2012-10-01 Thread Marty Lederman
Fortunately, the question here is far, far removed from whether the state
can or should require anyone to perform an abortion, or to kill in battle.
It is, instead, whether the state can require employers to take some of the
money they would have used to pay employee salaries, or taxes -- some of
which would foreseeably have been used to pay for contraception (or even
abortions, in the case of salaries), anyway -- and instead use it to
partially subsidize an insurance plan that, like salaries and taxes, is
used to pay for countless goods and services, some of which involve
contraception, but only when someone else (the employee) chooses to use it
for that purpose.  (FWIW, I believe the law does not allow HHS to require
plans to cover abortions, and the Rule therefore does not do so.)

Doug, a couple of your posts here have suggested that even in the cases of
salaries and taxes being used for contraception, there is a substantial
burden on the religious exercise of objectors, but one that might be
overcome by a compelling government interest.  For anyone who starts from
that view, the HHS would certainly raise a harder question.  But I am not
aware of any employer, or Catholic theologian, who takes the view that the
payment of taxes or salaries is wrongful just because the employer knows
that they will be put to use for contraception and (in the case of
salaries) abortions . . . and many other things, besides, that are wrongful
in the eyes of the employer.

Thus the question here is whether the state ought to take at face value the
assertions of some employers that the moral obligation changes dramatically
when the money is used for partial subsidization of an insurance plan,
rather than for taxes or salaries.  I actually think this is a complex
question, as to which I deeply appreciate the many thoughtful views others
have contributed to this thread.  But whatever the merits of that
distinction, the case is a far cry from compelling the employer to kill
another human being.

On Mon, Oct 1, 2012 at 7:27 PM, Douglas Laycock dlayc...@virginia.eduwrote:

 We have a long political tradition of treating objections to killing as a
 special claim, deserving special protection. We have exempted conscientious
 objectors in all our wars, even when national existence was on the line,
 and notwithstanding powerful incentives to dubious conversions or false
 claims.

 This protection has not been as broad as objectors would like; it is not
 immune to limitation when government chooses to assert its compelling
 interests. But it received very strong protection that grew stronger over
 time.

 In the war case, we all agree that draftees may be asked to kill other
 human beings, but the majority says these are lawful killings, and the
 minority says they are killings prohibited by God.

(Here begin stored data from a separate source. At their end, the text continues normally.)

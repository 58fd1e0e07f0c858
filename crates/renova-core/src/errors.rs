use renova_core_types::RequestId;
use thiserror::Error;

/// Result type alias using the canonical ExError
pub type Result<T> = std::result::Result<T, ExError>;

// ========== Error Facility ==========

/// Canonical error kind taxonomy
///
/// Every failure crossing the persistence contract is classified into one of
/// these kinds. Each kind maps to a stable error code used by callers, tests
/// and the CLI exit path.
#[derive(Debug, Clone, Copy, PartialEq, Eq)]
pub enum ExErrorKind {
    /// Required field missing or malformed (ValidationFailure)
    InvalidInput,
    /// Operation referenced a nonexistent id
    NotFound,
    /// Unique attribute already taken (user email, local sign-up)
    AlreadyExists,
    /// Network or service failure talking to a backend
    BackendUnavailable,

    // Auth
    Unauthorised,
    Forbidden,

    // Integration/IO
    Serialization,
    Persistence,
    Io,

    // Internal
    Internal,
}

impl ExErrorKind {
    /// Get the stable error code for this kind
    pub fn code(&self) -> &'static str {
        match self {
            ExErrorKind::InvalidInput => "ERR_INVALID_INPUT",
            ExErrorKind::NotFound => "ERR_NOT_FOUND",
            ExErrorKind::AlreadyExists => "ERR_ALREADY_EXISTS",
            ExErrorKind::BackendUnavailable => "ERR_BACKEND_UNAVAILABLE",
            ExErrorKind::Unauthorised => "ERR_UNAUTHORISED",
            ExErrorKind::Forbidden => "ERR_FORBIDDEN",
            ExErrorKind::Serialization => "ERR_SERIALIZATION",
            ExErrorKind::Persistence => "ERR_PERSISTENCE",
            ExErrorKind::Io => "ERR_IO",
            ExErrorKind::Internal => "ERR_INTERNAL",
        }
    }

    /// Whether the failure should be shown to the end user as-is
    ///
    /// NotFound and validation failures are user-visible; everything else is
    /// logged and handled by the fallback policy or reported generically.
    pub fn is_user_visible(&self) -> bool {
        matches!(
            self,
            ExErrorKind::NotFound
                | ExErrorKind::InvalidInput
                | ExErrorKind::AlreadyExists
                | ExErrorKind::Unauthorised
                | ExErrorKind::Forbidden
        )
    }
}

/// Canonical structured error type
///
/// Carries the classification plus the context a caller needs to report or
/// log the failure: operation, collection, entity id and request id.
#[derive(Debug, Clone)]
pub struct ExError {
    kind: ExErrorKind,
    op: Option<String>,
    collection: Option<String>,
    entity_id: Option<String>,
    request_id: Option<RequestId>,
    message: String,
}

impl ExError {
    /// Create a new error with the specified kind
    pub fn new(kind: ExErrorKind) -> Self {
        Self {
            kind,
            op: None,
            collection: None,
            entity_id: None,
            request_id: None,
            message: String::new(),
        }
    }

    /// Add operation context
    pub fn with_op(mut self, op: impl Into<String>) -> Self {
        self.op = Some(op.into());
        self
    }

    /// Add collection context (`cars`, `news`, ...)
    pub fn with_collection(mut self, collection: impl Into<String>) -> Self {
        self.collection = Some(collection.into());
        self
    }

    /// Add entity ID context
    pub fn with_entity_id(mut self, id: impl Into<String>) -> Self {
        self.entity_id = Some(id.into());
        self
    }

    /// Add request ID context
    pub fn with_request_id(mut self, request_id: RequestId) -> Self {
        self.request_id = Some(request_id);
        self
    }

    /// Add custom message
    pub fn with_message(mut self, message: impl Into<String>) -> Self {
        self.message = message.into();
        self
    }

    pub fn kind(&self) -> ExErrorKind {
        self.kind
    }

    pub fn code(&self) -> &'static str {
        self.kind.code()
    }

    pub fn op(&self) -> Option<&str> {
        self.op.as_deref()
    }

    pub fn collection(&self) -> Option<&str> {
        self.collection.as_deref()
    }

    pub fn entity_id(&self) -> Option<&str> {
        self.entity_id.as_deref()
    }

    pub fn request_id(&self) -> Option<&RequestId> {
        self.request_id.as_ref()
    }

    pub fn message(&self) -> &str {
        &self.message
    }

    /// Shorthand used by the fallback policy
    pub fn is_backend_unavailable(&self) -> bool {
        self.kind == ExErrorKind::BackendUnavailable
    }
}

impl std::fmt::Display for ExError {
    fn fmt(&self, f: &mut std::fmt::Formatter<'_>) -> std::fmt::Result {
        write!(f, "[{}]", self.code())?;
        if let Some(op) = &self.op {
            write!(f, " in operation '{}'", op)?;
        }
        if !self.message.is_empty() {
            write!(f, ": {}", self.message)?;
        }
        if let Some(collection) = &self.collection {
            write!(f, " (collection: {})", collection)?;
        }
        if let Some(entity_id) = &self.entity_id {
            write!(f, " (entity_id: {})", entity_id)?;
        }
        if let Some(request_id) = &self.request_id {
            write!(f, " (request_id: {})", request_id)?;
        }
        Ok(())
    }
}

impl std::error::Error for ExError {}

// ========== End Error Facility ==========

/// Domain error taxonomy raised by core rules and operations
#[derive(Error, Debug, Clone, PartialEq)]
pub enum RenovaError {
    /// Record with the given id does not exist in the collection
    #[error("{collection} record not found: {id}")]
    NotFound { collection: String, id: String },

    /// A draft or patch field failed validation
    #[error("Invalid {field}: {reason}")]
    Validation { field: String, reason: String },

    /// A unique attribute is already taken
    #[error("{collection} already contains {key}")]
    AlreadyExists { collection: String, key: String },

    /// The selected backend could not be reached
    #[error("Backend {backend} unavailable: {message}")]
    BackendUnavailable { backend: String, message: String },

    /// No principal is signed in
    #[error("Not signed in")]
    NotSignedIn,

    /// Operation requires the ADMIN role
    #[error("Admin role required (user: {email})")]
    AdminRequired { email: String },

    /// Serialization error (JSON)
    #[error("Serialization error: {message}")]
    Serialization { message: String },
}

impl RenovaError {
    /// Convenience constructor for validation failures
    pub fn invalid(field: impl Into<String>, reason: impl Into<String>) -> Self {
        RenovaError::Validation {
            field: field.into(),
            reason: reason.into(),
        }
    }
}

/// Conversion from RenovaError to ExError
impl From<RenovaError> for ExError {
    fn from(err: RenovaError) -> Self {
        match err {
            RenovaError::NotFound { collection, id } => ExError::new(ExErrorKind::NotFound)
                .with_collection(collection.clone())
                .with_entity_id(id)
                .with_message(format!("{} record not found", collection)),

            RenovaError::Validation { field, reason } => ExError::new(ExErrorKind::InvalidInput)
                .with_op("validate")
                .with_message(format!("{}: {}", field, reason)),

            RenovaError::AlreadyExists { collection, key } => {
                ExError::new(ExErrorKind::AlreadyExists)
                    .with_collection(collection)
                    .with_message(format!("{} already exists", key))
            }

            RenovaError::BackendUnavailable { backend, message } => {
                ExError::new(ExErrorKind::BackendUnavailable)
                    .with_message(format!("{} backend: {}", backend, message))
            }

            RenovaError::NotSignedIn => {
                ExError::new(ExErrorKind::Unauthorised).with_message("Not signed in")
            }

            RenovaError::AdminRequired { email } => ExError::new(ExErrorKind::Forbidden)
                .with_entity_id(email)
                .with_message("Admin role required"),

            RenovaError::Serialization { message } => {
                ExError::new(ExErrorKind::Serialization).with_message(message)
            }
        }
    }
}

/// Conversion from serde_json::Error to RenovaError
impl From<serde_json::Error> for RenovaError {
    fn from(err: serde_json::Error) -> Self {
        RenovaError::Serialization {
            message: err.to_string(),
        }
    }
}

impl From<serde_json::Error> for ExError {
    fn from(err: serde_json::Error) -> Self {
        RenovaError::from(err).into()
    }
}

 In the abortion case, the majority believes it is not a killing of a human
 being; the conscientious objector believes it is. The disagreement over the
 nature of the killing comes at a slightly different point; I do not claim
 that the cases are identical.

 I do believe that there are sound reasons, reflected in our legal and
 political tradition, to give special deference to what the conscientious
 objector believes is a refusal to kill another human being.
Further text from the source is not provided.